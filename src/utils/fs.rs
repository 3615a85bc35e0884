use std::fs;
use std::io::Write;
use std::path::{Path, PathBuf};

use log::debug;
use walkdir::WalkDir;

use crate::utils::error::{BoxResult, MdtocError};

/// Check if a path exists and is a directory
pub fn is_directory<P: AsRef<Path>>(path: P) -> bool {
    path.as_ref().is_dir()
}

/// Read a file to string
pub fn read_file<P: AsRef<Path>>(path: P) -> BoxResult<String> {
    fs::read_to_string(path.as_ref()).map_err(|e| {
        MdtocError::Document(format!("Failed to read {}: {}", path.as_ref().display(), e)).into()
    })
}

/// Write a string to a file, replacing its contents
pub fn write_file<P: AsRef<Path>>(path: P, contents: &str) -> BoxResult<()> {
    let mut file = fs::File::create(path.as_ref()).map_err(MdtocError::Io)?;
    file.write_all(contents.as_bytes()).map_err(MdtocError::Io)?;
    Ok(())
}

/// Check whether a path has one of the given extensions (case-insensitive)
pub fn has_extension<P: AsRef<Path>>(path: P, extensions: &[String]) -> bool {
    match path.as_ref().extension() {
        Some(ext) => {
            let ext = ext.to_string_lossy().to_lowercase();
            extensions.iter().any(|e| e.eq_ignore_ascii_case(&ext))
        }
        None => false,
    }
}

/// Expand files and directories into the list of markdown files they contain.
///
/// Files are returned as given, whatever their extension; directories are walked
/// recursively and only files with a markdown extension are kept.
pub fn collect_markdown_files(paths: &[PathBuf], extensions: &[String]) -> BoxResult<Vec<PathBuf>> {
    let mut files = Vec::new();

    for path in paths {
        if is_directory(path) {
            for entry in WalkDir::new(path).follow_links(false) {
                let entry = entry?;
                if entry.file_type().is_file() && has_extension(entry.path(), extensions) {
                    files.push(entry.path().to_path_buf());
                }
            }
        } else if path.exists() {
            files.push(path.clone());
        } else {
            return Err(MdtocError::Document(format!("No such file or directory: {}", path.display())).into());
        }
    }

    files.sort();
    files.dedup();
    debug!("Collected {} markdown file(s)", files.len());
    Ok(files)
}
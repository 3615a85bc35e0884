use std::collections::HashMap;

/// Length in bytes of the longest common prefix of `a` and `b`.
///
/// Always lands on a char boundary of both strings.
pub fn common_prefix_len(a: &str, b: &str) -> usize {
    a.char_indices()
        .zip(b.chars())
        .find(|((_, ca), cb)| ca != cb)
        .map(|((idx, _), _)| idx)
        .unwrap_or_else(|| a.len().min(b.len()))
}

/// Ratio rewarding a shared prefix.
///
/// When the common prefix is shorter than the shorter string the result is
/// `prefix / shorter`; when one string is a prefix of the other it is
/// `shorter / longer`. Lengths are counted in chars.
pub fn prefix_ratio(a: &str, b: &str) -> f64 {
    let len_a = a.chars().count();
    let len_b = b.chars().count();
    let min_len = len_a.min(len_b);
    let max_len = len_a.max(len_b);
    if max_len == 0 {
        return 0.0;
    }

    let prefix = a.chars().zip(b.chars()).take_while(|(ca, cb)| ca == cb).count();
    if prefix < min_len {
        prefix as f64 / min_len as f64
    } else {
        min_len as f64 / max_len as f64
    }
}

/// Sørensen–Dice coefficient over character bigrams, whitespace ignored.
///
/// Returns a value in `[0, 1]`; identical strings score 1.
pub fn dice_similarity(a: &str, b: &str) -> f64 {
    let first: Vec<char> = a.chars().filter(|c| !c.is_whitespace()).collect();
    let second: Vec<char> = b.chars().filter(|c| !c.is_whitespace()).collect();

    if first == second {
        return 1.0;
    }
    if first.len() < 2 || second.len() < 2 {
        return 0.0;
    }

    let mut bigrams: HashMap<(char, char), usize> = HashMap::new();
    for pair in first.windows(2) {
        *bigrams.entry((pair[0], pair[1])).or_insert(0) += 1;
    }

    let mut intersection = 0usize;
    for pair in second.windows(2) {
        if let Some(count) = bigrams.get_mut(&(pair[0], pair[1])) {
            if *count > 0 {
                *count -= 1;
                intersection += 1;
            }
        }
    }

    (2.0 * intersection as f64) / ((first.len() + second.len() - 2) as f64)
}

#[cfg(test)]
mod tests {
    use super::*;

    #[test]
    fn test_common_prefix_len() {
        assert_eq!(common_prefix_len("- [A](#a)\n- [B](#b)", "- [A](#a)\n- [C](#c)"), 13);
        assert_eq!(common_prefix_len("abc", "abcdef"), 3);
        assert_eq!(common_prefix_len("", "abc"), 0);
        // é is two bytes; the prefix must stop before it
        assert_eq!(common_prefix_len("café", "cafe"), 3);
        assert_eq!(common_prefix_len("日本語", "日本人"), 6);
    }

    #[test]
    fn test_prefix_ratio() {
        assert_eq!(prefix_ratio("abcd", "abcd"), 1.0);
        assert_eq!(prefix_ratio("ab", "abcd"), 0.5);
        assert_eq!(prefix_ratio("abxx", "abyy"), 0.5);
        assert_eq!(prefix_ratio("", ""), 0.0);
        assert_eq!(prefix_ratio("", "abc"), 0.0);
    }

    #[test]
    fn test_dice_similarity() {
        assert_eq!(dice_similarity("night", "night"), 1.0);
        assert_eq!(dice_similarity("a", "b"), 0.0);
        assert_eq!(dice_similarity("abc", "xyz"), 0.0);
        // night/nacht share only "ht"
        assert!((dice_similarity("night", "nacht") - 0.25).abs() < 1e-9);
        // whitespace is ignored
        assert_eq!(dice_similarity("a b c", "abc"), 1.0);
    }
}
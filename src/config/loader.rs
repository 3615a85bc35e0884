use std::fs;
use std::path::{Path, PathBuf};

use log::debug;
use serde_json::{Map, Value};

use crate::config::types::Settings;
use crate::config::validation;
use crate::utils::error::{BoxResult, MdtocError};

/// Settings file names to look for
const CONFIG_FILES: [&str; 4] = [".mdtoc.toml", ".mdtoc.yml", ".mdtoc.yaml", ".mdtoc.json"];

/// Load settings from the given files, or from the default files in `source_dir`
///
/// Each file is a layer: a key present in a later file overrides the same
/// key from earlier files, even when it sets the default value back.
pub fn load_settings<P: AsRef<Path>>(
    source_dir: P,
    config_files: Option<Vec<PathBuf>>,
) -> BoxResult<Settings> {
    let config_paths = match config_files {
        Some(paths) if !paths.is_empty() => paths,
        _ => find_default_config_files(&source_dir),
    };

    let mut merged = Value::Object(Map::new());
    if config_paths.is_empty() {
        debug!("No configuration files found, using defaults");
    } else {
        for path in config_paths {
            debug!("Loading configuration from {}", path.display());
            let layer = read_config_file(&path)?;
            merge_values(&mut merged, layer);
        }
    }

    // Keys missing from every layer fall back to their serde defaults
    let settings: Settings = serde_json::from_value(merged)
        .map_err(|e| MdtocError::Config(format!("Invalid configuration: {}", e)))?;

    validation::validate_settings(&settings)?;

    debug!("Configuration loaded: {:?}", settings);
    Ok(settings)
}

/// Find default configuration files
fn find_default_config_files<P: AsRef<Path>>(source_dir: P) -> Vec<PathBuf> {
    CONFIG_FILES
        .iter()
        .map(|name| source_dir.as_ref().join(name))
        .filter(|path| path.exists())
        .collect()
}

/// Read one configuration file into a layer of raw values
fn read_config_file(config_path: &Path) -> BoxResult<Value> {
    if !config_path.exists() {
        return Err(MdtocError::Config(format!(
            "Configuration file not found: {}", config_path.display()
        )).into());
    }

    let content = fs::read_to_string(config_path)
        .map_err(|e| MdtocError::Config(format!(
            "Failed to read configuration file {}: {}", config_path.display(), e
        )))?;

    // Parse based on file extension
    let layer = match config_path.extension() {
        Some(ext) => {
            let ext_str = ext.to_string_lossy().to_lowercase();
            match ext_str.as_str() {
                "yml" | "yaml" => parse_yaml_config(&content, config_path)?,
                "toml" => parse_toml_config(&content, config_path)?,
                "json" => parse_json_config(&content, config_path)?,
                _ => {
                    return Err(MdtocError::Config(format!(
                        "Unsupported configuration file format: {}", ext.to_string_lossy()
                    )).into());
                }
            }
        }
        // Assume TOML if no extension
        None => parse_toml_config(&content, config_path)?,
    };

    match layer {
        // An empty YAML document deserializes to null, not to a mapping
        Value::Null => Ok(Value::Object(Map::new())),
        Value::Object(_) => Ok(layer),
        _ => Err(MdtocError::Config(format!(
            "Configuration file {} must contain a table of settings", config_path.display()
        )).into()),
    }
}

/// Parse a YAML configuration file
fn parse_yaml_config(content: &str, path: &Path) -> BoxResult<Value> {
    if content.trim().is_empty() {
        return Ok(Value::Null);
    }

    serde_yaml::from_str(content)
        .map_err(|e| MdtocError::Config(format!(
            "Failed to parse YAML configuration ({}): {}", path.display(), e
        )).into())
}

/// Parse a TOML configuration file
fn parse_toml_config(content: &str, path: &Path) -> BoxResult<Value> {
    toml::from_str(content)
        .map_err(|e| MdtocError::Config(format!(
            "Failed to parse TOML configuration ({}): {}", path.display(), e
        )).into())
}

/// Parse a JSON configuration file
fn parse_json_config(content: &str, path: &Path) -> BoxResult<Value> {
    serde_json::from_str(content)
        .map_err(|e| MdtocError::Config(format!(
            "Failed to parse JSON configuration ({}): {}", path.display(), e
        )).into())
}

/// Overlay `source` onto `target`; tables merge key by key, anything else replaces
fn merge_values(target: &mut Value, source: Value) {
    match (target, source) {
        (Value::Object(target), Value::Object(source)) => {
            for (key, value) in source {
                match target.get_mut(&key) {
                    Some(existing) => merge_values(existing, value),
                    None => {
                        target.insert(key, value);
                    }
                }
            }
        }
        (target, source) => {
            if source.is_array() {
                debug!("Replacing list setting with {:?}", source);
            }
            *target = source;
        }
    }
}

**WHAT YOU SHOULD DO:**
Everything starting at the line containing "to look for" and ending at the line containing "default value back." in the records above should be repeated exactly, and only that.

**TASK OUTPUT:**
/// Settings file names to look for
const CONFIG_FILES: [&str; 4] = [".mdtoc.toml", ".mdtoc.yml", ".mdtoc.yaml", ".mdtoc.json"];

/// Load settings from the given files, or from the default files in `source_dir`
///
/// Each file is a layer: a key present in a later file overrides the same
/// key from earlier files, even when it sets the default value back.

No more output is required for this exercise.